Chad DeLeroix's Act, Part II, Entracte Berline
Opening night lights dim at Lincoln Center: 2nd Act Curtain: There is some
murmuring in the audience, as was true earlier in performance. Tiny podium light
pillows the conductor's score: [Performance Direction: …they see before them a
stage upon a stage: As Eisenhower, hours before the invasion of Normandy begins,
one foot up on plain wooden chair, is surrounded by a dozen aides de camp.]
The tenor starts well, strongly, so clear in such precious notes,
the top of my palms, on the seat arms, feel like someone is pouring cold mercury over them.
it beeds to my black Newool tuxedo's trousers. [(PerfDir:) Logistically Eisenhower has tenor part of
duet. Goethe above and downstage, in period ambience and dress, 150 years
before, at polished rail of his library completes this horizontally split scene.
This baritone part of duet contains resonant fragments, musical foreshadowing;
must be performed as such; cuttings becoming whole cloth again. They are melodic
keys to The Final Warning of Eisenhower, Act III.
The singers' words are not identical, nor contrapuntal. There is, at first, an
aleatoric synchronicity to the duet, as if two people across from one another
in an hysterical subway juxtaposition are unaware each harangues the other.
It is noted further, in double remove -- direction not withstanding - Eisenhower
sings what he is thinking/recalling; not the words he shares with his aides.
[Use -- Spcl VrtFX 9.Sq.37.67…]
In A Major:
Eisenhower: ~~Advance Into Germany!
Near An Eb Locrian Mode:
Goethe: ~~…if you only trust
................................................................................................................
Eis: What is your job, soldier? (*Ammunition bearer, sir.*) Where is your
Goe: yourself, other souls will trust you…For man alone can do the impos-
................................................................................................................

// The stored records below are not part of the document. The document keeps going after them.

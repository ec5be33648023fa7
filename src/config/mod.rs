#[cfg(feature = "cli")]
pub mod cli;
pub mod settings;
pub mod toml_config;

use crate::adapters::http::ClientOptions;
use crate::core::export::ExportFormat;
use crate::core::ConfigProvider;
use crate::domain::model::SearchRequest;
use crate::utils::error::Result;
use crate::utils::validation::{self, Validate};
use settings::Settings;

/// 合併完成、驗證過的單次執行設定
#[derive(Debug, Clone)]
pub struct RunConfig {
    pub settings: Settings,
    pub client: ClientOptions,
    pub output_path: String,
    requests: Vec<SearchRequest>,
}

impl RunConfig {
    pub fn new(settings: Settings, client: ClientOptions, output_path: String) -> Result<Self> {
        settings.validate()?;
        validation::validate_path("output", &output_path)?;
        ExportFormat::from_path(&output_path)?;
        if let Some(base_url) = &client.base_url {
            validation::validate_url("base_url", base_url)?;
        }

        let requests = settings.search_requests()?;
        Ok(Self {
            settings,
            client,
            output_path,
            requests,
        })
    }
}

impl ConfigProvider for RunConfig {
    fn requests(&self) -> &[SearchRequest] {
        &self.requests
    }

    fn output_path(&self) -> &str {
        &self.output_path
    }
}

#[cfg(test)]
mod tests {
    use super::*;

    fn keyword_settings() -> Settings {
        Settings {
            keyword: "lamp".to_string(),
            ..Settings::default()
        }
    }

    #[test]
    fn test_run_config_resolves_requests() {
        let config = RunConfig::new(
            keyword_settings(),
            ClientOptions::default(),
            "out.xlsx".to_string(),
        )
        .unwrap();

        assert_eq!(config.requests().len(), 1);
        assert_eq!(config.requests()[0].max_pages, 3);
        assert_eq!(config.output_path(), "out.xlsx");
    }

    #[test]
    fn test_run_config_rejects_bad_output_and_base_url() {
        assert!(RunConfig::new(
            keyword_settings(),
            ClientOptions::default(),
            "out.txt".to_string()
        )
        .is_err());

        let client = ClientOptions {
            base_url: Some("ftp://mirror".to_string()),
            ..ClientOptions::default()
        };
        assert!(RunConfig::new(keyword_settings(), client, "out.csv".to_string()).is_err());
    }
}
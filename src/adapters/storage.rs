use crate::domain::ports::Storage;
use crate::utils::error::Result;
use std::path::PathBuf;

/// 以 base_path 為根目錄的本機檔案存取；絕對路徑會直接使用
#[derive(Debug, Clone)]
pub struct LocalStorage {
    base_path: PathBuf,
}

impl LocalStorage {
    pub fn new(base_path: impl Into<PathBuf>) -> Self {
        Self {
            base_path: base_path.into(),
        }
    }

    pub fn resolve(&self, path: &str) -> PathBuf {
        self.base_path.join(path)
    }
}

impl Default for LocalStorage {
    fn default() -> Self {
        Self::new(".")
    }
}

impl Storage for LocalStorage {
    async fn read_file(&self, path: &str) -> Result<Vec<u8>> {
        let data = tokio::fs::read(self.resolve(path)).await?;
        Ok(data)
    }

    async fn write_file(&self, path: &str, data: &[u8]) -> Result<()> {
        let full_path = self.resolve(path);

        if let Some(parent) = full_path.parent() {
            tokio::fs::create_dir_all(parent).await?;
        }

        tokio::fs::write(full_path, data).await?;
        Ok(())
    }
}

#[cfg(test)]
mod tests {
    use super::*;
    use tempfile::TempDir;

    #[tokio::test]
    async fn test_write_creates_parent_directories() {
        let temp_dir = TempDir::new().unwrap();
        let storage = LocalStorage::new(temp_dir.path());

        storage.write_file("nested/dir/out.csv", b"a,b").await.unwrap();

        let data = storage.read_file("nested/dir/out.csv").await.unwrap();
        assert_eq!(data, b"a,b");
        assert!(temp_dir.path().join("nested/dir/out.csv").exists());
    }

    #[tokio::test]
    async fn test_read_missing_file_is_io_error() {
        let temp_dir = TempDir::new().unwrap();
        let storage = LocalStorage::new(temp_dir.path());

        let result = storage.read_file("missing.txt").await;
        assert!(matches!(result, Err(crate::utils::error::ScraperError::IoError(_))));
    }
}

Eis: home? (*Pennsylvania, sir.*) Did you get those shoulders working in a
Goe: sible. Between extremes he sees the alternatives. Choosing and weigh-
................................................................................................................
Eis: coal mine? (*Yes, sir.*) Good luck to you tonight, soldier. //~~
Goe: ing these, he dominates change……………………………… //~~
A girl across the aisle is weeping softly at the thunder in front. Both Chad
DeLeroix and herself, as sweeps of orchestral mass between two opposed brass choirs
grow menacing, cacophonous. She and Chad are enclosed within the intentional
onslaught and confusion; enclosed in the din of this 2nd act's sonorities.
Perhaps she is an agoraphobic -- she is afraid for her life -- faux heart attack
fear. He should do something. But interrupt his own performance in the process?
Then he remembers something that transports him, the crises is someone else's now;
the tears on her pale cheeks...he remembered that afternoon when he and Sonya had
walked hand-in-hand down Uberbahnhoffstrasse...
.... .... .... .... .... .... .... .... .... .... .... .... .... ....
"Silly Chad - I am so amazed by how silly you are - and Kappelmeister here in
my little town, a man with," her face mocked serious weight, "with so large a talent
and such responsibilities…tsk tsk: Here you are, The Man of The Hour and you are
capable of being the SILL-- Grabbing her arm suddenly, and with a vehemence which
made a birthing of his earlier brooding that morning in the mystical flat, where
they'd passed the night together: "Don't ever call me that!"
"Chad, you're...Chad...?" she seemed on the verge of tears, and then they came.
He had made his soft pretty Sonya cry; even hurt her a little...
"what is it...what did I say wrong Liebling..." still a sadness of tears mixed
with honest confusion -- and a small fear -- for they hadn't known each other
longer than a fortnight.
"No, it's nothing, I -- it's this Cantata for Sunday, it is impossible to write
-- there are no solutions at all! If there are, they quite elude me Sonya!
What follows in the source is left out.